Magazine article American Banker

Have You Forgotten about Tying? the Banking Agencies Have Not

Article excerpt

While Congress, the securities regulators and the New York attorney general have focused on the links between analyst research reports and investment banking business, Congress and the press have turned their attention on another "pay to play" issue: whether the pricing of credit is being manipulated by commercial banks to build market share in investment banking.

There is concern over the increased concentration among corporate lenders and over highly publicized examples of banks that dropped credit facilities when they were not granted sufficient investment banking business in exchange -- the illegal practice of tying.

A bank may not extend credit, lease, or sell property of any kind or furnish any service or fix or vary its consideration of a customer on the condition or requirement that the customer obtain some additional credit, property, or service from the bank (other than a loan, discount, deposit, or trust service -- traditional banking products) or from an affiliate of it. Nor can banks condition their services on a customer's not obtaining services from its competitors. Arguably, tying traditional banking products to one another is permissible.

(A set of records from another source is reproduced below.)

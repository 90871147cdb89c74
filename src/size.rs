// src/size.rs

//! Human-readable file sizes
//!
//! Size thresholds are configured as strings like `50M` or `1.5GB`. Two unit
//! families are supported:
//!
//! - binary: `K`/`Ki`, `M`/`Mi`, `G`/`Gi`, `T`/`Ti` (powers of 1024)
//! - decimal: `KB`, `MB`, `GB`, `TB` (powers of 1000)
//!
//! plus `B` for plain bytes. Unit letters are case-insensitive.
//!
//! Comparison and equality go through the resolved byte count, so
//! `"1024B"` and `"1K"` are equal.

use std::cmp::Ordering;
use std::fmt;
use std::str::FromStr;
use thiserror::Error;

/// Errors produced while parsing a size string
#[derive(Error, Debug, Clone, PartialEq, Eq)]
pub enum SizeParseError {
    #[error("Malformed size string '{input}': {reason}")]
    MalformedSize { input: String, reason: &'static str },
}

impl SizeParseError {
    fn malformed(input: &str, reason: &'static str) -> Self {
        Self::MalformedSize {
            input: input.to_string(),
            reason,
        }
    }
}

/// Unit attached to a [`FileSize`]
#[derive(Debug, Clone, Copy, PartialEq, Eq, Hash)]
pub enum SizeUnit {
    B,
    K,
    Ki,
    /// Kilobytes (1000)
    Kb,
    M,
    Mi,
    /// Megabytes (1000^2)
    Mb,
    G,
    Gi,
    /// Gigabytes (1000^3)
    Gb,
    T,
    Ti,
    /// Terabytes (1000^4)
    Tb,
}

impl SizeUnit {
    /// Number of bytes in one of this unit
    pub fn multiplier(&self) -> u64 {
        match self {
            Self::B => 1,
            Self::K | Self::Ki => 1024,
            Self::Kb => 1000,
            Self::M | Self::Mi => 1024 * 1024,
            Self::Mb => 1_000_000,
            Self::G | Self::Gi => 1024 * 1024 * 1024,
            Self::Gb => 1_000_000_000,
            Self::T | Self::Ti => 1024 * 1024 * 1024 * 1024,
            Self::Tb => 1_000_000_000_000,
        }
    }

    /// Canonical spelling used when rendering sizes
    pub fn as_str(&self) -> &'static str {
        match self {
            Self::B => "B",
            Self::K => "K",
            Self::Ki => "Ki",
            Self::Kb => "KB",
            Self::M => "M",
            Self::Mi => "Mi",
            Self::Mb => "MB",
            Self::G => "G",
            Self::Gi => "Gi",
            Self::Gb => "GB",
            Self::T => "T",
            Self::Ti => "Ti",
            Self::Tb => "TB",
        }
    }

    /// Look up a unit by its (case-insensitive) spelling
    pub fn from_unit_str(unit: &str) -> Option<Self> {
        let unit = match unit.to_ascii_lowercase().as_str() {
            "b" => Self::B,
            "k" => Self::K,
            "ki" => Self::Ki,
            "kb" => Self::Kb,
            "m" => Self::M,
            "mi" => Self::Mi,
            "mb" => Self::Mb,
            "g" => Self::G,
            "gi" => Self::Gi,
            "gb" => Self::Gb,
            "t" => Self::T,
            "ti" => Self::Ti,
            "tb" => Self::Tb,
            _ => return None,
        };
        Some(unit)
    }

    /// Pick a unit that keeps `num_bytes` readable.
    ///
    /// Anything under ~0.1 KiB stays in bytes, under ~0.1 MiB goes to KiB,
    /// under ~0.1 GiB to MiB, everything else to GiB.
    pub fn recommend(num_bytes: u64) -> Self {
        let bytes = num_bytes as f64;
        if num_bytes < 102 {
            Self::B
        } else if bytes <= 0.1 * 1024f64.powi(2) {
            Self::K
        } else if bytes <= 0.1 * 1024f64.powi(3) {
            Self::M
        } else {
            Self::G
        }
    }
}

impl fmt::Display for SizeUnit {
    fn fmt(&self, f: &mut fmt::Formatter<'_>) -> fmt::Result {
        f.write_str(self.as_str())
    }
}

impl FromStr for SizeUnit {
    type Err = SizeParseError;

    fn from_str(s: &str) -> Result<Self, Self::Err> {
        Self::from_unit_str(s).ok_or_else(|| SizeParseError::malformed(s, "unrecognized unit"))
    }
}

/// An amount in some unit, representing a byte count
#[derive(Debug, Clone, Copy)]
pub struct FileSize {
    amount: f64,
    unit: SizeUnit,
}

impl FileSize {
    pub fn new(amount: f64, unit: SizeUnit) -> Self {
        Self { amount, unit }
    }

    /// Size of exactly `num_bytes` bytes
    pub fn from_bytes(num_bytes: u64) -> Self {
        Self::new(num_bytes as f64, SizeUnit::B)
    }

    /// Parse a string like `1.5M`, `708B` or `2GB`.
    ///
    /// The numeric part is digits with at most one `.`; the unit must follow
    /// immediately with nothing after it.
    pub fn parse(s: &str) -> Result<Self, SizeParseError> {
        let split_at = s
            .find(|c: char| !(c.is_ascii_digit() || c == '.'))
            .unwrap_or(s.len());
        let (number, unit) = s.split_at(split_at);

        if !number.chars().any(|c| c.is_ascii_digit()) {
            return Err(SizeParseError::malformed(s, "missing numeric amount"));
        }
        if number.matches('.').count() > 1 {
            return Err(SizeParseError::malformed(s, "more than one decimal point"));
        }
        if unit.is_empty() {
            return Err(SizeParseError::malformed(s, "missing unit"));
        }
        if !unit.chars().all(|c| c.is_ascii_alphabetic()) {
            return Err(SizeParseError::malformed(s, "unexpected characters after unit"));
        }

        let amount: f64 = number
            .parse()
            .map_err(|_| SizeParseError::malformed(s, "amount is not a number"))?;
        let unit = SizeUnit::from_unit_str(unit)
            .ok_or_else(|| SizeParseError::malformed(s, "unrecognized unit"))?;

        Ok(Self::new(amount, unit))
    }

    pub fn amount(&self) -> f64 {
        self.amount
    }

    pub fn unit(&self) -> SizeUnit {
        self.unit
    }

    /// Resolved byte count, truncated toward zero
    pub fn to_bytes(&self) -> u64 {
        if self.unit == SizeUnit::B {
            return self.amount as u64;
        }
        (self.amount * self.unit.multiplier() as f64) as u64
    }

    /// Render this size rounded to `precision` decimal digits.
    ///
    /// `unit = None` chooses a unit automatically (see [`SizeUnit::recommend`]).
    pub fn format(&self, precision: usize, unit: Option<SizeUnit>) -> String {
        let num_bytes = self.to_bytes();
        let unit = unit.unwrap_or_else(|| SizeUnit::recommend(num_bytes));
        let value = num_bytes as f64 / unit.multiplier() as f64;
        format!("{}{}", render_decimal(value, precision), unit)
    }
}

/// Round to `precision` decimals and drop trailing zeros, always keeping at
/// least one digit after the point (`708.0`, `11.123`).
fn render_decimal(value: f64, precision: usize) -> String {
    let mut rendered = format!("{:.*}", precision, value);
    if rendered.contains('.') {
        let trimmed = rendered.trim_end_matches('0').len();
        rendered.truncate(trimmed);
        if rendered.ends_with('.') {
            rendered.push('0');
        }
    } else {
        rendered.push_str(".0");
    }
    rendered
}

impl FromStr for FileSize {
    type Err = SizeParseError;

    fn from_str(s: &str) -> Result<Self, Self::Err> {
        Self::parse(s)
    }
}

impl fmt::Display for FileSize {
    fn fmt(&self, f: &mut fmt::Formatter<'_>) -> fmt::Result {
        f.write_str(&self.format(3, None))
    }
}

impl PartialEq for FileSize {
    fn eq(&self, other: &Self) -> bool {
        self.to_bytes() == other.to_bytes()
    }
}

impl Eq for FileSize {}

impl PartialOrd for FileSize {
    fn partial_cmp(&self, other: &Self) -> Option<Ordering> {
        Some(self.cmp(other))
    }
}

impl Ord for FileSize {
    fn cmp(&self, other: &Self) -> Ordering {
        self.to_bytes().cmp(&other.to_bytes())
    }
}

Moreover, banks may not extend credit to a borrower at terms that are below-market or are not at arm's length where an affiliate, including an underwriting affiliate, is a participant in the transaction or where the loan's proceeds are used for the benefit of an affiliate. Therefore a bank may not offer credit at below-market rate as a "loss leader" to induce a prospective customer to use the bank's underwriting affiliate. During routine examinations, both the Federal Reserve and the Office of the Comptroller of the Currency are expected to evaluate a banking organization's compliance with the tying provisions.

Congress adopted anti-tying provisions because of what it perceived as the unique economic power of banks to extend credit. …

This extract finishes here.